Donggala, Sultengekspres.com – Tuntutan Jaksa Penuntut Umum (JPU) Kejaksaan Negeri Donggala terhadap kepala Desa Soulowe, Kecamatan Dolo, Kabupaten Sigi, terkdawa kasus dugaan pelecehan terhadap korban berinisial WHRM dengan pidana penjara selama 5 tahun penjara dan denda Rp 1 miliar, apabila tidak di bayar akan diganti dengan pidana penjara selama 6 bulan, dinilai kuasa hukum terdakwa Whrm syarat interfensi dari keluarga korban.

Penasehat hukum Whrm, Dr. Egar Mahesa.
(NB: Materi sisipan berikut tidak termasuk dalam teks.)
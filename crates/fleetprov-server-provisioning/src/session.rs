// Copyright (c) 2025 Geoffrey Huntley <ghuntley@ghuntley.com>. All rights reserved.
// SPDX-License-Identifier: Proprietary

use std::sync::Arc;
use std::time::Duration;

use fleetprov_common_ssh::{
	CommandOutput, ConnectionPool, PooledConnection, RemoteShell, SshClient, SshError,
};
use parking_lot::Mutex;
use tokio::time::Instant;
use tracing::{debug, info, instrument, warn};

use crate::device;
use crate::error::{ProvisionError, Result};
use crate::request::{ImagePath, ProvisionFlags};
use crate::timeouts::ProvisionTimeouts;

/// Whether the OS image must be (re)installed.
pub fn should_install_os(
	current_builder_path: Option<&str>,
	target_builder_path: &str,
	force_marker_present: bool,
	force_flag: bool,
) -> bool {
	force_flag || force_marker_present || current_builder_path != Some(target_builder_path)
}

/// Name of the phase a session is in. Clones share the value, so the task
/// that owns a workflow can still name its phase after cancelling it.
#[derive(Debug, Clone)]
pub struct CurrentPhase(Arc<Mutex<String>>);

impl CurrentPhase {
	fn new(phase: &str) -> Self {
		Self(Arc::new(Mutex::new(phase.to_string())))
	}

	pub fn get(&self) -> String {
		self.0.lock().clone()
	}

	fn set(&self, phase: &str) {
		*self.0.lock() = phase.to_string();
	}
}

/// Per-operation provisioning state.
///
/// Owns at most one pooled connection at a time. Reconnecting drops the
/// current checkout before taking a new one, and dropping the session
/// returns whatever it holds to the pool.
pub struct ProvisioningSession {
	pool: Arc<dyn ConnectionPool>,
	dut_name: String,
	address: String,
	image: ImagePath,
	flags: ProvisionFlags,
	timeouts: ProvisionTimeouts,
	deadline: Instant,
	conn: Option<PooledConnection>,
	should_install: Option<bool>,
	reboots: u32,
	phase: CurrentPhase,
	booted_kernel: Option<(String, u32)>,
}

impl ProvisioningSession {
	pub fn new(
		pool: Arc<dyn ConnectionPool>,
		dut_name: impl Into<String>,
		address: impl Into<String>,
		image: ImagePath,
		flags: ProvisionFlags,
		timeouts: ProvisionTimeouts,
	) -> Self {
		Self {
			pool,
			dut_name: dut_name.into(),
			address: address.into(),
			image,
			flags,
			deadline: Instant::now() + timeouts.overall,
			timeouts,
			conn: None,
			should_install: None,
			reboots: 0,
			phase: CurrentPhase::new("connect"),
			booted_kernel: None,
		}
	}

	pub fn dut_name(&self) -> &str {
		&self.dut_name
	}

	pub fn image(&self) -> &ImagePath {
		&self.image
	}

	pub fn flags(&self) -> ProvisionFlags {
		self.flags
	}

	pub fn timeouts(&self) -> &ProvisionTimeouts {
		&self.timeouts
	}

	pub fn should_install(&self) -> Option<bool> {
		self.should_install
	}

	pub(crate) fn set_should_install(&mut self, decision: bool) {
		self.should_install = Some(decision);
	}

	/// Reboot commands issued by this session.
	pub fn reboots(&self) -> u32 {
		self.reboots
	}

	/// Shared handle on the phase name.
	pub fn current_phase(&self) -> CurrentPhase {
		self.phase.clone()
	}

	pub fn enter_phase(&self, phase: &str) {
		self.phase.set(phase);
	}

	/// Kernel partition the device booted from before the OS install.
	pub fn booted_kernel(&self) -> Option<&(String, u32)> {
		self.booted_kernel.as_ref()
	}

	pub(crate) fn set_booted_kernel(&mut self, kernel: (String, u32)) {
		self.booted_kernel = Some(kernel);
	}

	pub fn is_connected(&self) -> bool {
		self.conn.is_some()
	}

	pub fn remaining(&self) -> Duration {
		self.deadline.saturating_duration_since(Instant::now())
	}

	/// Enter `phase`, failing with a timeout unless `window` still fits
	/// before the outer deadline.
	///
	/// `window` is the longest bounded wait the phase may make. Pass
	/// [`Duration::ZERO`] for phases that only issue commands.
	pub fn check_deadline(&self, phase: &str, window: Duration) -> Result<()> {
		self.enter_phase(phase);
		let now = Instant::now();
		if now >= self.deadline || self.deadline - now < window {
			warn!(
				dut = %self.dut_name,
				phase,
				remaining = ?self.deadline.saturating_duration_since(now),
				needed = ?window,
				"phase cannot finish before the outer deadline"
			);
			return Err(ProvisionError::TimedOut {
				phase: phase.to_string(),
			});
		}
		Ok(())
	}

	/// Release the current connection, if any.
	pub fn disconnect(&mut self) {
		if self.conn.take().is_some() {
			debug!(dut = %self.dut_name, "released connection");
		}
	}

	/// Check out and connect, retrying until `window` runs out.
	#[instrument(skip(self), fields(dut = %self.dut_name))]
	pub async fn connect_within(&mut self, window: Duration) -> std::result::Result<(), SshError> {
		self.disconnect();
		let until = Instant::now() + window;
		loop {
			let attempt = tokio::time::timeout_at(
				until,
				PooledConnection::checkout(Arc::clone(&self.pool), &self.address),
			)
			.await;
			let err = match attempt {
				Ok(Ok(conn)) => {
					self.conn = Some(conn);
					return Ok(());
				}
				Ok(Err(e)) => e,
				Err(_) => SshError::Connect {
					address: self.address.clone(),
					message: format!("not reachable within {window:?}"),
				},
			};
			if Instant::now() + self.timeouts.poll_interval >= until {
				return Err(err);
			}
			debug!(error = %err, "connect attempt failed, retrying");
			tokio::time::sleep(self.timeouts.poll_interval).await;
		}
	}

	fn client(&self) -> std::result::Result<&dyn SshClient, SshError> {
		self.conn.as_deref().ok_or_else(|| SshError::Connect {
			address: self.address.clone(),
			message: "no open connection".to_string(),
		})
	}

	pub async fn output(&self, command: &str) -> std::result::Result<CommandOutput, SshError> {
		self.client()?.output(command).await
	}

	pub async fn run(&self, command: &str) -> std::result::Result<(), SshError> {
		self.client()?.run(command).await
	}

	pub async fn run_output(&self, command: &str) -> std::result::Result<String, SshError> {
		self.client()?.run_output(command).await
	}

	/// Whether `command` exits 0. Session failures are errors, a non-zero
	/// exit is `false`.
	pub async fn test(&self, command: &str) -> std::result::Result<bool, SshError> {
		Ok(self.output(command).await?.success())
	}

	pub async fn boot_id(&self) -> std::result::Result<String, SshError> {
		Ok(self.run_output(device::BOOT_ID).await?.trim().to_string())
	}

	pub async fn builder_path(&self) -> std::result::Result<Option<String>, SshError> {
		let lsb = self.run_output(&device::cat(device::LSB_RELEASE)).await?;
		Ok(device::parse_builder_path(&lsb))
	}

	/// Reboot the device and wait for it to come back with a new boot id.
	///
	/// `step` names the reconnect in the error if the device stays away.
	#[instrument(skip(self), fields(dut = %self.dut_name))]
	pub async fn reboot(&mut self, step: &str) -> Result<()> {
		self.check_deadline(step, self.timeouts.reboot_reconnect)?;
		let before = self.boot_id().await.map_err(|e| ProvisionError::failed(step, e))?;
		self.reboots += 1;
		info!(reboot = self.reboots, "rebooting device");
		if let Err(e) = self.run(device::REBOOT).await {
			// The session may be torn down by the reboot itself.
			debug!(error = %e, "reboot command did not complete cleanly");
		}
		self.wait_for_new_boot(&before, step).await
	}

	async fn wait_for_new_boot(&mut self, previous_boot_id: &str, step: &str) -> Result<()> {
		self.disconnect();
		let window = self.timeouts.reboot_reconnect;
		let until = Instant::now() + window;
		loop {
			let left = until.saturating_duration_since(Instant::now());
			if left.is_zero() {
				return Err(ProvisionError::failed(
					step,
					format!("device did not come back within {window:?}"),
				));
			}
			if let Err(e) = self.connect_within(left).await {
				return Err(ProvisionError::failed(
					step,
					format!("reconnect failed: {e}"),
				));
			}
			match self.boot_id().await {
				Ok(id) if id != previous_boot_id => {
					info!(boot_id = %id, "device is back");
					return Ok(());
				}
				Ok(_) => debug!("device has not rebooted yet"),
				Err(e) => debug!(error = %e, "boot id read failed"),
			}
			self.disconnect();
			tokio::time::sleep(self.timeouts.poll_interval).await;
		}
	}
}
SH.MH, yang ditemui media ini, Rabu (21/5/2025) mengatakan, saat pembacaan tuntutan oleh JPU pada sidang di Pengadilan Negeri Kelas II Donggala, Selasa (20/5/2025) terhadap kliennya, JPU tidak mencantumkan satu saksi yakni ketua ada Desa Soulowe, Sudin, Dg Matalu yang pernah melakukan sidang adat tehadap pelaku berinisial KZ, dan Whrm.

“Ketua adat pak Sudin Dg Matalu, saat sidang pembacaan tuntutan namanya tidak di cantumkan oleh JPU dalam tuntutannya,” ujar Egar.

Menurut Egar, saat persidangan, saksi Sudin telah memberikan keterangan yang sebenarnya kepada jaksa dan juga hakim, namun saat pembacaan tuntutan, nama itu tidak di cantumkan.

Egar mengaku heran dengan tuntutan JPU yang sama sekali tidak menyinggung nama Sidin, padahal ketua ada Desa Soulowe tersebut sangat penting untuk meringankan hukuman dari Whrm.

“Padahal kesaksian dia itu (Sudin) memgungkap fakta yang sebenarnya tapi tidak di cantumkan di tuntutan, sementara kesaksian dari pak Sudin ini sangat penting,” jelasnya.

Pasalnya kata Egar, kesaksian dari Sudin sangat menentukan benar atau tidaknya dari perbuatan cabul dari terdakwa terhadap korban KZ yang juga merupakan keponakannya sendiri dari tuntutan maupun dakwaan JPU.

“Jadi itu saja yang menjadi janggal menurut kami sebagai penasehat hukum, karena nama satu saksi yang tidak ad sama sekali dalam tuntutan JPU,” tandasnya.

Sehingga kata dia, dengan tuntutan yang dinilai janggal tersebut sehingga pihaknya akan mengajukan nota pembelaan atau pledoi pada persidangan selanjutnya, Selasa 27 Mei 2025 mendatang.

Terkait tuntutan penjara yang cukup tinggi yakni 5 tahun dan denda Rp 1 miliar, subsider 6 bulan penjara, Egar menegaskan bahwa tuntutan tersebut sangat tidak adil, karena satu nama saksi yang tidak di cantumkan dalam tuntutan tersebut.

“Kalau di cantumkan saksi itu bisa-bisa tuntutan jaksa dibawa daripada dibawa dari 5 tahun penjara, tapi walaupun bagaimana menurut kami tuntutan Jaksa cacat formil karena ada saksi yang tidak dimasukkan kedalam tuntutan itu,” tegasnnya.

Egar menduga, ada Interfensi dari pihak korban yang menakan jaksa agar memberi hukuman terhadap kliennya dengan tuntutan sangat tidak masuk akal.

“Kalau kami melihat hanya ada interfensi, karena jaksa itu di interfensi oleh pihak keluarga korban, karena di Medsos selalu berkoar-koar bahwa akan membawa bukti dan lain sebagainya,” katanya.